Hearing about and reading RetoManiac was like a rollercoaster for us. First we were up with the excellent points of this new ezine, the next, we were zooming back down with some of the lesser good points. Let us explain ourselves here…

First things first, RetroManiac is a new Spanish retrogaming ezine, produced in glorious PDF and available to download for free. It contains some great articles on classic video games, including a retrospective on the Streets of Rage series, the Spectrum, Retro Gamer ‘Retro Revival’ style articles on the likes of Toki, Bruce Lee, Dune 2, and lots more. That’s excellent. It also reviews new games released on the current generation of consoles. That’s not so good.

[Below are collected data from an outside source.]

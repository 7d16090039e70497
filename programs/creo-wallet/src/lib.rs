pub mod error;
pub mod instructions;
pub mod state;

use anchor_lang::prelude::*;
use instructions::*;
use state::BatchStep;

declare_id!("8NqB8D5XCo9qaBNJ24azgPXGbMt791rthpYYi6Lb651g");

/// Creo Wallet Provisioner
///
/// Deploys one capability-scoped execution wallet per authorized
/// creator. Authorization comes from either an explicit admin grant or a
/// verification record owned by the configured registry program; the
/// registry source is swappable so provisioning is not hard-wired to one
/// verification deployment.
///
/// The wallet's sole capability is pass-through execution: it signs
/// arbitrary instructions with its PDA seeds, restricted to the owner.
#[program]
pub mod creo_wallet {
    use super::*;

    /// Create the provisioner configuration. The signer becomes admin.
    pub fn initialize(ctx: Context<Initialize>, registry_program: Pubkey) -> Result<()> {
        instructions::initialize::initialize(ctx, registry_program)
    }

    /// Grant provisioning rights independent of verification. Admin-only.
    pub fn authorize_creator(ctx: Context<AuthorizeCreator>) -> Result<()> {
        instructions::manage_authorizations::authorize_creator(ctx)
    }

    /// Withdraw an explicit grant. Admin-only.
    pub fn deauthorize_creator(ctx: Context<DeauthorizeCreator>) -> Result<()> {
        instructions::manage_authorizations::deauthorize_creator(ctx)
    }

    /// Swap the verification registry consulted at creation. Admin-only.
    pub fn set_registry_program(
        ctx: Context<SetRegistryProgram>,
        new_program: Pubkey,
    ) -> Result<()> {
        instructions::manage_authorizations::set_registry_program(ctx, new_program)
    }

    /// Provision the signer's wallet. At most one per owner.
    pub fn create_wallet(ctx: Context<CreateWallet>) -> Result<()> {
        instructions::create_wallet::handler(ctx)
    }

    /// Execute one instruction through the wallet. Owner-only.
    pub fn execute<'info>(
        ctx: Context<'_, '_, 'info, 'info, Execute<'info>>,
        data: Vec<u8>,
    ) -> Result<()> {
        instructions::execute::execute(ctx, data)
    }

    /// Execute a bounded batch of instructions through the wallet,
    /// all-or-nothing. Owner-only.
    pub fn execute_batch<'info>(
        ctx: Context<'_, '_, 'info, 'info, Execute<'info>>,
        steps: Vec<BatchStep>,
    ) -> Result<()> {
        instructions::execute::execute_batch(ctx, steps)
    }
}
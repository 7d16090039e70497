use anchor_lang::prelude::*;

#[event]
pub struct LedgerCreated {
    pub ledger: Pubkey,
    pub creator: Pubkey,
    pub mint: Pubkey,
    pub name: String,
    pub symbol: String,
    pub rate_per_follower: u64,
    pub rate_per_post: u64,
    pub supply_cap: Option<u64>,
    pub initial_followers: u64,
    pub fee_paid: u64,
    pub timestamp: i64,
}

#[event]
pub struct FollowerCountUpdated {
    pub ledger: Pubkey,
    pub creator: Pubkey,
    pub previous_count: u64,
    pub new_count: u64,
    pub minted: u64,
    pub timestamp: i64,
}

#[event]
pub struct PostCountUpdated {
    pub ledger: Pubkey,
    pub creator: Pubkey,
    pub previous_count: u64,
    pub new_count: u64,
    pub minted: u64,
    pub timestamp: i64,
}

#[event]
pub struct MilestoneAchieved {
    pub ledger: Pubkey,
    pub milestone_index: u32,
    pub threshold: u64,
    pub reward: u64,
    pub timestamp: i64,
}

#[event]
pub struct MilestoneAdded {
    pub ledger: Pubkey,
    pub milestone_index: u32,
    pub threshold: u64,
    pub reward: u64,
}

#[event]
pub struct TokensBurned {
    pub ledger: Pubkey,
    pub creator: Pubkey,
    pub authority: Pubkey,
    pub amount: u64,
    pub reason: String,
    pub remaining_supply: u64,
    pub timestamp: i64,
}

#[event]
pub struct RatesUpdated {
    pub ledger: Pubkey,
    pub rate_per_follower: u64,
    pub rate_per_post: u64,
}

#[event]
pub struct LedgerOracleRotated {
    pub ledger: Pubkey,
    pub previous: Pubkey,
    pub current: Pubkey,
}

#[event]
pub struct FactoryInitialized {
    pub admin: Pubkey,
    pub fee_recipient: Pubkey,
    pub creation_fee: u64,
    pub default_oracle: Pubkey,
}

#[event]
pub struct CreationFeeUpdated {
    pub creation_fee: u64,
    pub fee_recipient: Pubkey,
}

#[event]
pub struct FactoryPauseToggled {
    pub paused: bool,
}

#[event]
pub struct DefaultOracleRotated {
    pub previous: Pubkey,
    pub current: Pubkey,
}
use anchor_lang::prelude::*;

use crate::error::WalletError;
use crate::state::{WalletAuthorization, WalletConfig};

pub fn authorize_creator(ctx: Context<AuthorizeCreator>) -> Result<()> {
    let authorization = &mut ctx.accounts.authorization;
    authorization.creator = ctx.accounts.creator.key();
    authorization.bump = ctx.bumps.authorization;

    emit!(CreatorAuthorized {
        creator: authorization.creator,
    });

    Ok(())
}

pub fn deauthorize_creator(ctx: Context<DeauthorizeCreator>) -> Result<()> {
    emit!(CreatorDeauthorized {
        creator: ctx.accounts.authorization.creator,
    });

    Ok(())
}

pub fn set_registry_program(ctx: Context<SetRegistryProgram>, new_program: Pubkey) -> Result<()> {
    let config = &mut ctx.accounts.config;
    let previous = config.registry_program;
    config.registry_program = new_program;

    emit!(RegistryProgramRotated {
        previous,
        current: new_program,
    });

    Ok(())
}

#[derive(Accounts)]
pub struct AuthorizeCreator<'info> {
    #[account(mut)]
    pub admin: Signer<'info>,

    #[account(
        seeds = [WalletConfig::SEED_PREFIX],
        bump = config.bump,
        constraint = config.admin == admin.key() @ WalletError::UnauthorizedAdmin,
    )]
    pub config: Account<'info, WalletConfig>,

    /// CHECK: the creator being granted provisioning rights.
    pub creator: UncheckedAccount<'info>,

    #[account(
        init,
        payer = admin,
        space = 8 + WalletAuthorization::INIT_SPACE,
        seeds = [WalletAuthorization::SEED_PREFIX, creator.key().as_ref()],
        bump,
    )]
    pub authorization: Account<'info, WalletAuthorization>,

    pub system_program: Program<'info, System>,
}

#[derive(Accounts)]
pub struct DeauthorizeCreator<'info> {
    #[account(mut)]
    pub admin: Signer<'info>,

    #[account(
        seeds = [WalletConfig::SEED_PREFIX],
        bump = config.bump,
        constraint = config.admin == admin.key() @ WalletError::UnauthorizedAdmin,
    )]
    pub config: Account<'info, WalletConfig>,

    #[account(
        mut,
        close = admin,
        seeds = [WalletAuthorization::SEED_PREFIX, authorization.creator.as_ref()],
        bump = authorization.bump,
    )]
    pub authorization: Account<'info, WalletAuthorization>,
}

#[derive(Accounts)]
pub struct SetRegistryProgram<'info> {
    pub admin: Signer<'info>,

    #[account(
        mut,
        seeds = [WalletConfig::SEED_PREFIX],
        bump = config.bump,
        constraint = config.admin == admin.key() @ WalletError::UnauthorizedAdmin,
    )]
    pub config: Account<'info, WalletConfig>,
}

#[event]
pub struct CreatorAuthorized {
    pub creator: Pubkey,
}

#[event]
pub struct CreatorDeauthorized {
    pub creator: Pubkey,
}

#[event]
pub struct RegistryProgramRotated {
    pub previous: Pubkey,
    pub current: Pubkey,
}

The contents page and reviews index page have anchor links to their respective pages. That’s very good (we haven’t seen that since, well, Retroaction). However, the page format chosen is a weird one. The front cover is a normal A4 portrait, but as soon as the content page kicks in, the format changes to an elongated landscape style. Nothing wrong with that you might say – Retroaction does something similar – but this seems to be designed as two pages joined for printing, rather than designed as a digital page for the screen.

The writing, what I can make out, looks very good. Detailed when needed and less when required. Good. In amongst the new games reviews are Monkey Island 2 Special Edition and, erm, some other, supposedly, retro styled games. Not too good.

The design of the RetroManiac is brilliant. The layouts, overlays, text boxes and images are all put together with some real professionalism here. Bravo to the designer. By the time I got to the latter pages I noticed there was no bookmarks available – I couldn’t jump back to a particular page. This means the delightful contents page, with its superb anchor links directing the reader to the relevant page with the click of a mouse is made redundant. But we’re really grasping at straws for faults at this point and the guys who produced RetroManiac must be congratulated on their first issue.

So with a group of passionate writers, contributors and a designer, you can produce a free ezine that would not look out of place sitting next to Retro Gamer. Other publishers of similar ezines take note.

And it must be said that it is just their first issue. Improvements and additions to the format will no doubt take place for future issues. Maybe an English version as well? I’m sure I can say for all that we are looking forward to issue 2.